Os 230 sinodais, incluindo 70 bispos, se dividiram em quatro fóruns: poder e responsabilidade na Igreja, o papel das mulheres, os padres e suas vivências, o amor e a sexualidade. Cada fórum elaborou um documento de referência e um segundo texto de indicações práticas. Outros foram adicionados a estes ao longo do caminho. Alguns já foram aprovados (como o texto sobre poder e responsabilidade e sobre o papel da mulher).
Um foi rejeitado, o da sexualidade, mas será reapresentado como material para o sínodo universal. Os demais devem atingir a maturação com a última montagem. A aprovação ocorre com dois terços dos membros do sínodo e dois terços dos votos dos bispos. Por isso, exige uma ampla convergência. E, em todo caso, os textos não são vinculantes e são confiados a cada um dos bispos no que diz respeito à sua execução prática.
Em sua elaboração posterior, desapareceram as posições mais radicais, como a demanda de ordenação sacerdotal para mulheres ou a abolição do celibato eclesiástico. Mas não faltam pedidos exigentes como a formação de um “conselho sinodal permanente”. O envolvimento direto dos leigos em algumas escolhas vai gerar muita discussão, mas os bispos franceses também pedem algo parecido.
Será solicitado o envolvimento das mulheres nos serviços eclesiais (do ensino ao diaconato, passando pelas funções curiais), uma renovação radical na formação dos padres, espaço para os viri probati e um serviço de presidência não litúrgica para leigos com formação teológica e para crentes de reconhecida autoridade, a pesquisa contínua sobre os ministérios ordenados para as mulheres.

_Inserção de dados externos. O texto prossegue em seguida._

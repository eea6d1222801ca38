//! Import/export: single cards, full-store backups and the media archive.

pub mod backup;
pub mod card;
pub mod error;
pub mod media;

pub use backup::{BackupDocument, BackupStores, ExportBackup, ImportBackup, ImportSummary};
pub use card::{ExportCard, ImportCard};
pub use error::ExportError;
pub use media::ExportMediaArchive;
//! # ranger-optim - Rectified Adam and Ranger optimizers
//!
//! First-order optimizers for caller-owned `Vec<f32>` parameter buffers,
//! with a warmup-aware plateau learning-rate scheduler.
//!
//! ## What's inside
//! - RAdam: variance-rectified Adam with a degenerate-to-momentum fallback
//! - Ranger: RAdam core with integrated Lookahead slow weights
//! - Adam (decoupled decay) and plain SGD for baselines
//! - A 10-slot step-coefficient cache shared by the rectified optimizers
//! - `WarmupPlateau`: linear warmup, then evaluation-gated reduce-on-plateau
//!
//! ## Usage
//! ```rust
//! use ranger_optim::{create_optimizer, Grad, OptimizerOptions, WarmupPlateau};
//!
//! let mut params = vec![vec![0.5f32; 16]];
//! let mut opt = create_optimizer("ranger", params.len(), OptimizerOptions::default()).unwrap();
//! let mut sched = WarmupPlateau::new(&opt, 5);
//!
//! let grad = vec![0.1f32; 16];
//! let grads = vec![Some(Grad::Dense(&grad))];
//! opt.step(&mut params, &grads).unwrap();
//! sched.report(&mut opt, Some(0.3), true);
//! ```

pub mod adam;
pub mod cache;
pub mod error;
pub mod optimizer;
pub mod radam;
pub mod ranger;
pub mod scheduler;
pub mod sgd;
pub mod state;

// Re-exports
pub use adam::AdamConfig;
pub use cache::{CoefficientCache, StepCoefficients, SKIP_STEP, SLOTS};
pub use error::{OptimError, OptimResult};
pub use optimizer::{create_optimizer, Grad, Optimizer, OptimizerOptions, ParamGroup};
pub use radam::{RAdamConfig, RADAM_N_SMA_THRESHOLD};
pub use ranger::RangerConfig;
pub use scheduler::{MetricMode, WarmupPlateau};
pub use sgd::SgdConfig;
pub use state::{ParamState, SavedAlgorithm, StateDict, StateStore};

/// Library version
pub const VERSION: &str = env!("CARGO_PKG_VERSION");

Temas que encontram confirmação nos relatórios das conferências nacionais para o sínodo universal e no documento recentemente publicado para sua etapa continental.

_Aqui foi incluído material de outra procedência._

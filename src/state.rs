//! Per-parameter optimizer state and its serializable form.
//!
//! Each trainable parameter gets one [`ParamState`] record, created lazily on
//! the first update that sees a gradient for it. The record holds the step
//! counter, both moment buffers, and (Ranger only) the Lookahead slow copy.
//!
//! [`StateDict`] is the checkpoint form: buffers are widened to `f64` on
//! save and promoted back to the parameter's native `f32` precision on load,
//! so a save/load round-trip is numerically exact.

use std::collections::{BTreeMap, HashMap};

#[cfg(feature = "serde")]
use serde::{Deserialize, Serialize};

/// Moment buffers and step counter for one parameter tensor.
#[derive(Debug, Clone, PartialEq)]
#[cfg_attr(feature = "serde", derive(Serialize, Deserialize))]
pub struct ParamState {
    /// Number of updates applied to this parameter so far.
    pub step: u64,

    /// First moment (exponential moving average of gradients).
    pub exp_avg: Vec<f32>,

    /// Second moment (exponential moving average of squared gradients).
    pub exp_avg_sq: Vec<f32>,

    /// Lookahead slow copy. Present only for Ranger; initialized to the
    /// parameter's value at first encounter.
    pub slow_buffer: Option<Vec<f32>>,
}

impl ParamState {
    /// Creates a fresh state with zeroed moment buffers of the given length.
    pub fn new(len: usize) -> Self {
        Self {
            step: 0,
            exp_avg: vec![0.0; len],
            exp_avg_sq: vec![0.0; len],
            slow_buffer: None,
        }
    }

    /// Creates a fresh state whose slow buffer starts as a copy of `param`.
    pub fn with_slow_buffer(param: &[f32]) -> Self {
        Self {
            step: 0,
            exp_avg: vec![0.0; param.len()],
            exp_avg_sq: vec![0.0; param.len()],
            slow_buffer: Some(param.to_vec()),
        }
    }

    /// Returns the length of the first buffer that disagrees with
    /// `param_len`, if any. Restored checkpoints can carry buffers sized for
    /// a different parameter; the update loops zip over the common prefix,
    /// so a mismatch has to be caught before the first update.
    pub fn buffer_len_mismatch(&self, param_len: usize) -> Option<usize> {
        if self.exp_avg.len() != param_len {
            return Some(self.exp_avg.len());
        }
        if self.exp_avg_sq.len() != param_len {
            return Some(self.exp_avg_sq.len());
        }
        match &self.slow_buffer {
            Some(slow) if slow.len() != param_len => Some(slow.len()),
            _ => None,
        }
    }
}

/// Mapping from parameter identity (index) to its [`ParamState`].
///
/// States are created lazily and persist for the optimizer's lifetime.
/// Each record is exclusively owned by the store; nothing aliases the
/// moment buffers.
#[derive(Debug, Clone, Default)]
pub struct StateStore {
    states: HashMap<usize, ParamState>,
}

impl StateStore {
    /// Creates an empty store.
    pub fn new() -> Self {
        Self::default()
    }

    /// Returns the state for `param_index`, initializing it on first call.
    ///
    /// With `lookahead` set, the slow buffer is seeded from the parameter's
    /// current value. Parameters are `f32` throughout this crate, so the
    /// precision re-promotion the contract allows for is a no-op here; the
    /// widened checkpoint buffers are cast back on load instead.
    pub fn get_or_init(
        &mut self,
        param_index: usize,
        param: &[f32],
        lookahead: bool,
    ) -> &mut ParamState {
        self.states.entry(param_index).or_insert_with(|| {
            if lookahead {
                ParamState::with_slow_buffer(param)
            } else {
                ParamState::new(param.len())
            }
        })
    }

    /// Returns the state for `param_index`, if one exists.
    pub fn get(&self, param_index: usize) -> Option<&ParamState> {
        self.states.get(&param_index)
    }

    /// Inserts a state record, replacing any existing one.
    pub fn insert(&mut self, param_index: usize, state: ParamState) {
        self.states.insert(param_index, state);
    }

    /// Number of parameters with state.
    pub fn len(&self) -> usize {
        self.states.len()
    }

    /// Whether the store holds no state yet.
    pub fn is_empty(&self) -> bool {
        self.states.is_empty()
    }

    /// Iterates over `(param_index, state)` pairs in arbitrary order.
    pub fn iter(&self) -> impl Iterator<Item = (usize, &ParamState)> {
        self.states.iter().map(|(&k, v)| (k, v))
    }

    /// Drops all state.
    pub fn clear(&mut self) {
        self.states.clear();
    }
}

/// Checkpoint form of one [`ParamState`], with buffers widened to `f64`.
#[derive(Debug, Clone, PartialEq)]
#[cfg_attr(feature = "serde", derive(Serialize, Deserialize))]
pub struct SavedState {
    /// Step counter at save time.
    pub step: u64,
    /// First moment, widened.
    pub exp_avg: Vec<f64>,
    /// Second moment, widened.
    pub exp_avg_sq: Vec<f64>,
    /// Lookahead slow copy, widened.
    pub slow_buffer: Option<Vec<f64>>,
}

impl From<&ParamState> for SavedState {
    fn from(state: &ParamState) -> Self {
        Self {
            step: state.step,
            exp_avg: widen(&state.exp_avg),
            exp_avg_sq: widen(&state.exp_avg_sq),
            slow_buffer: state.slow_buffer.as_deref().map(widen),
        }
    }
}

impl From<&SavedState> for ParamState {
    fn from(saved: &SavedState) -> Self {
        Self {
            step: saved.step,
            exp_avg: narrow(&saved.exp_avg),
            exp_avg_sq: narrow(&saved.exp_avg_sq),
            slow_buffer: saved.slow_buffer.as_deref().map(narrow),
        }
    }
}

/// Checkpoint form of one parameter group's hyperparameters.
#[derive(Debug, Clone, PartialEq)]
#[cfg_attr(feature = "serde", derive(Serialize, Deserialize))]
pub struct SavedGroup {
    /// Current learning rate.
    pub lr: f32,
    /// Moment decay rates.
    pub betas: (f32, f32),
    /// Numerical floor.
    pub eps: f32,
    /// Weight decay coefficient.
    pub weight_decay: f32,
    /// Base learning rate recorded at construction.
    pub initial_lr: Option<f32>,
}

/// Checkpoint form of the algorithm selection and its own hyperparameters.
///
/// Group-level settings (lr, betas, eps, weight decay) live in
/// [`SavedGroup`]; this carries the knobs that belong to the algorithm
/// itself, so a restore resumes with the cadence and policy it was saved
/// with rather than whatever the fresh optimizer was built with.
#[derive(Debug, Clone, Copy, PartialEq)]
#[cfg_attr(feature = "serde", derive(Serialize, Deserialize))]
pub enum SavedAlgorithm {
    /// Plain SGD.
    Sgd,
    /// Adam with decoupled decay.
    Adam,
    /// RAdam and its degeneration policy.
    RAdam {
        /// Momentum fallback below the rectification threshold.
        degenerated_to_sgd: bool,
    },
    /// Ranger and its Lookahead/rectification settings.
    Ranger {
        /// Lookahead slow-update rate.
        alpha: f32,
        /// Lookahead interval in steps.
        k: u64,
        /// Rectification-validity threshold.
        n_sma_threshold: f64,
    },
}

impl SavedAlgorithm {
    /// The algorithm name: `"sgd"`, `"adam"`, `"radam"` or `"ranger"`.
    pub fn name(&self) -> &'static str {
        match self {
            SavedAlgorithm::Sgd => "sgd",
            SavedAlgorithm::Adam => "adam",
            SavedAlgorithm::RAdam { .. } => "radam",
            SavedAlgorithm::Ranger { .. } => "ranger",
        }
    }
}

/// Serializable snapshot of an optimizer's internal state.
///
/// The step-coefficient cache is deliberately omitted: it is fully
/// recomputable from the step counters and betas.
#[derive(Debug, Clone, PartialEq)]
#[cfg_attr(feature = "serde", derive(Serialize, Deserialize))]
pub struct StateDict {
    /// Algorithm selection and its hyperparameters, validated on load.
    pub algorithm: SavedAlgorithm,
    /// Per-group hyperparameters.
    pub groups: Vec<SavedGroup>,
    /// Parameter index → saved state, in index order.
    pub states: BTreeMap<usize, SavedState>,
}

fn widen(buf: &[f32]) -> Vec<f64> {
    buf.iter().map(|&x| f64::from(x)).collect()
}

fn narrow(buf: &[f64]) -> Vec<f32> {
    buf.iter().map(|&x| x as f32).collect()
}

Sobre a urgência de propor um ensinamento moral positivo coerente com o arcabouço bíblico e algumas conquistas da modernidade muitos voltaram, apesar do rocambolesco voto na última assembleia (o texto não passou por um punhado de votos entre os bispos).

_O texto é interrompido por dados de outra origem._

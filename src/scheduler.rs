//! Warmup-aware plateau learning-rate scheduler.
//!
//! Two phases, driven by one [`WarmupPlateau::report`] call per epoch:
//!
//! 1. **Warmup** — for the first `warmup_epochs` epochs the learning rate
//!    ramps linearly: `lr = base_lr * epoch / warmup_epochs`. Warmup epochs
//!    always advance, whether or not an evaluation ran.
//! 2. **Plateau** — afterwards the schedule is evaluation-gated: a report
//!    without an evaluation result is a no-op (the epoch counter does not
//!    advance), and a reported metric feeds reduce-on-plateau bookkeeping
//!    that multiplies every group's rate by `factor` once the metric has
//!    failed to improve for more than `patience` consecutive evaluations.
//!
//! Base rates are taken from each group's `initial_lr`, so a checkpoint
//! restore followed by a fresh scheduler resumes the same ramp.

use crate::optimizer::Optimizer;

/// Whether a smaller or larger metric counts as an improvement.
#[derive(Debug, Clone, Copy, PartialEq, Eq)]
pub enum MetricMode {
    /// Lower is better (losses).
    Min,
    /// Higher is better (accuracies, scores).
    Max,
}

/// Linear-warmup + reduce-on-plateau scheduler.
///
/// Holds no reference to the optimizer; the caller passes it to each
/// [`report`](Self::report).
#[derive(Debug, Clone)]
pub struct WarmupPlateau {
    warmup_epochs: u64,
    last_epoch: u64,
    base_lrs: Vec<f32>,
    factor: f32,
    patience: u32,
    threshold: f32,
    cooldown: u32,
    min_lr: f32,
    mode: MetricMode,
    best: Option<f32>,
    num_bad_epochs: u32,
    cooldown_counter: u32,
}

impl WarmupPlateau {
    /// Creates a scheduler over the optimizer's current groups.
    ///
    /// Records each group's `initial_lr` (falling back to its current rate)
    /// as the warmup target. The first `report` call is epoch 1; with
    /// `warmup_epochs = 0` the ramp is skipped entirely.
    pub fn new(optimizer: &Optimizer, warmup_epochs: u64) -> Self {
        let base_lrs = optimizer
            .param_groups()
            .iter()
            .map(|g| g.initial_lr.unwrap_or(g.lr))
            .collect();
        Self {
            warmup_epochs,
            last_epoch: 0,
            base_lrs,
            factor: 0.1,
            patience: 10,
            threshold: 1e-4,
            cooldown: 0,
            min_lr: 0.0,
            mode: MetricMode::Min,
            best: None,
            num_bad_epochs: 0,
            cooldown_counter: 0,
        }
    }

    /// Sets the multiplicative reduction factor (default 0.1).
    pub fn with_factor(mut self, factor: f32) -> Self {
        self.factor = factor;
        self
    }

    /// Sets how many bad evaluations to tolerate before reducing (default 10).
    pub fn with_patience(mut self, patience: u32) -> Self {
        self.patience = patience;
        self
    }

    /// Sets the relative improvement threshold (default 1e-4).
    pub fn with_threshold(mut self, threshold: f32) -> Self {
        self.threshold = threshold;
        self
    }

    /// Sets how many evaluations to ignore after a reduction (default 0).
    pub fn with_cooldown(mut self, cooldown: u32) -> Self {
        self.cooldown = cooldown;
        self
    }

    /// Sets the learning-rate floor (default 0).
    pub fn with_min_lr(mut self, min_lr: f32) -> Self {
        self.min_lr = min_lr;
        self
    }

    /// Switches to higher-is-better metrics.
    pub fn with_mode_max(mut self) -> Self {
        self.mode = MetricMode::Max;
        self
    }

    /// Reports the end of an epoch.
    ///
    /// `metric` is the evaluation result (if any); `did_evaluate` says
    /// whether an evaluation ran this epoch. During warmup both are ignored.
    /// After warmup, a report with `did_evaluate == false` or no metric
    /// leaves everything untouched.
    pub fn report(&mut self, optimizer: &mut Optimizer, metric: Option<f32>, did_evaluate: bool) {
        let epoch = self.last_epoch + 1;
        if epoch <= self.warmup_epochs {
            let ramp = epoch as f32 / self.warmup_epochs as f32;
            for (group, &base) in optimizer.param_groups_mut().iter_mut().zip(&self.base_lrs) {
                group.lr = base * ramp;
            }
            self.last_epoch = epoch;
            return;
        }

        if !did_evaluate {
            return;
        }
        let metric = match metric {
            Some(m) => m,
            None => return,
        };
        self.last_epoch = epoch;

        if self.is_improvement(metric) {
            self.best = Some(metric);
            self.num_bad_epochs = 0;
        } else {
            self.num_bad_epochs += 1;
        }

        if self.cooldown_counter > 0 {
            self.cooldown_counter -= 1;
            self.num_bad_epochs = 0;
        }

        if self.num_bad_epochs > self.patience {
            self.reduce(optimizer);
            self.cooldown_counter = self.cooldown;
            self.num_bad_epochs = 0;
        }
    }

    fn is_improvement(&self, metric: f32) -> bool {
        let best = match self.best {
            Some(b) => b,
            None => return true,
        };
        match self.mode {
            MetricMode::Min => metric < best * (1.0 - self.threshold),
            MetricMode::Max => metric > best * (1.0 + self.threshold),
        }
    }

    fn reduce(&self, optimizer: &mut Optimizer) {
        for group in optimizer.param_groups_mut() {
            group.lr = (group.lr * self.factor).max(self.min_lr);
        }
    }

    /// Number of epochs reported so far (warmup + evaluated epochs).
    pub fn last_epoch(&self) -> u64 {
        self.last_epoch
    }

    /// Best metric seen so far, if any evaluation was reported.
    pub fn best_metric(&self) -> Option<f32> {
        self.best
    }

    /// Consecutive non-improving evaluations since the last improvement.
    pub fn num_bad_epochs(&self) -> u32 {
        self.num_bad_epochs
    }
}

#[cfg(test)]
mod tests {
    use super::*;
    use crate::optimizer::{create_optimizer, OptimizerOptions};

    fn ranger_with_lr(lr: f32) -> Optimizer {
        create_optimizer(
            "ranger",
            1,
            OptimizerOptions {
                lr,
                ..Default::default()
            },
        )
        .unwrap()
    }

    #[test]
    fn test_warmup_ramp_is_linear() {
        let mut opt = ranger_with_lr(0.5);
        let mut sched = WarmupPlateau::new(&opt, 5);
        for epoch in 1..=5u64 {
            sched.report(&mut opt, None, false);
            let expected = 0.5 * epoch as f32 / 5.0;
            assert!((opt.learning_rate() - expected).abs() < 1e-7);
        }
        assert!((opt.learning_rate() - 0.5).abs() < 1e-7);
    }

    #[test]
    fn test_warmup_ignores_metric() {
        let mut opt = ranger_with_lr(1.0);
        let mut sched = WarmupPlateau::new(&opt, 3);
        sched.report(&mut opt, Some(0.1), true);
        assert_eq!(sched.best_metric(), None);
        assert!((opt.learning_rate() - 1.0 / 3.0).abs() < 1e-7);
    }

    #[test]
    fn test_post_warmup_noop_without_evaluation() {
        let mut opt = ranger_with_lr(1.0);
        let mut sched = WarmupPlateau::new(&opt, 1);
        sched.report(&mut opt, None, false); // warmup epoch
        assert_eq!(sched.last_epoch(), 1);
        sched.report(&mut opt, None, false);
        sched.report(&mut opt, Some(0.5), false);
        assert_eq!(sched.last_epoch(), 1, "gated epochs must not advance");
        assert!((opt.learning_rate() - 1.0).abs() < 1e-7);
    }

    #[test]
    fn test_plateau_reduces_after_patience() {
        let mut opt = ranger_with_lr(1.0);
        let mut sched = WarmupPlateau::new(&opt, 0).with_patience(2).with_factor(0.5);
        sched.report(&mut opt, Some(1.0), true); // best = 1.0
        // Three stagnant evaluations: bad = 1, 2, 3 > patience -> reduce.
        sched.report(&mut opt, Some(1.0), true);
        sched.report(&mut opt, Some(1.0), true);
        assert!((opt.learning_rate() - 1.0).abs() < 1e-7);
        sched.report(&mut opt, Some(1.0), true);
        assert!((opt.learning_rate() - 0.5).abs() < 1e-7);
        assert_eq!(sched.num_bad_epochs(), 0);
    }

    #[test]
    fn test_improvement_resets_bad_count() {
        let mut opt = ranger_with_lr(1.0);
        let mut sched = WarmupPlateau::new(&opt, 0).with_patience(1);
        sched.report(&mut opt, Some(1.0), true);
        sched.report(&mut opt, Some(1.0), true); // bad = 1
        sched.report(&mut opt, Some(0.5), true); // improvement
        assert_eq!(sched.num_bad_epochs(), 0);
        assert_eq!(sched.best_metric(), Some(0.5));
        assert!((opt.learning_rate() - 1.0).abs() < 1e-7);
    }

    #[test]
    fn test_cooldown_suppresses_bad_epochs() {
        let mut opt = ranger_with_lr(1.0);
        let mut sched = WarmupPlateau::new(&opt, 0)
            .with_patience(0)
            .with_factor(0.5)
            .with_cooldown(2);
        sched.report(&mut opt, Some(1.0), true);
        sched.report(&mut opt, Some(1.0), true); // bad > 0 -> reduce, cooldown = 2
        assert!((opt.learning_rate() - 0.5).abs() < 1e-7);
        // Two stagnant reports during cooldown: bad count kept at zero.
        sched.report(&mut opt, Some(1.0), true);
        sched.report(&mut opt, Some(1.0), true);
        assert!((opt.learning_rate() - 0.5).abs() < 1e-7);
        // Cooldown over; the next stagnant report reduces again.
        sched.report(&mut opt, Some(1.0), true);
        assert!((opt.learning_rate() - 0.25).abs() < 1e-7);
    }

    #[test]
    fn test_min_lr_floor() {
        let mut opt = ranger_with_lr(1.0);
        let mut sched = WarmupPlateau::new(&opt, 0)
            .with_patience(0)
            .with_factor(0.1)
            .with_min_lr(0.05);
        sched.report(&mut opt, Some(1.0), true);
        for _ in 0..5 {
            sched.report(&mut opt, Some(1.0), true);
        }
        assert!((opt.learning_rate() - 0.05).abs() < 1e-7);
    }

    #[test]
    fn test_mode_max() {
        let mut opt = ranger_with_lr(1.0);
        let mut sched = WarmupPlateau::new(&opt, 0).with_patience(0).with_mode_max();
        sched.report(&mut opt, Some(0.5), true);
        sched.report(&mut opt, Some(0.9), true); // improvement, no reduction
        assert_eq!(sched.best_metric(), Some(0.9));
        assert!((opt.learning_rate() - 1.0).abs() < 1e-7);
    }
}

O texto é uma apresentação das condições humanas da sexualidade vivida, atualmente condenadas moralmente e disciplinadas pelo magistério católico, com vistas a uma reconsideração da doutrina católica que leve em conta o valor das experiências e das escolhas vividas segundo a consciência, do conhecimento trazido pelas ciências humanas, da complexidade e multiformidade da experiência sexual que não pode ser reduzida à pura genitalidade e à naturalidade da reprodução da espécie e, sobretudo, da boa nova evangélica do amor incondicional de Deus para cada ser humano ser - assim como ele é - que sela uma dignidade inviolável.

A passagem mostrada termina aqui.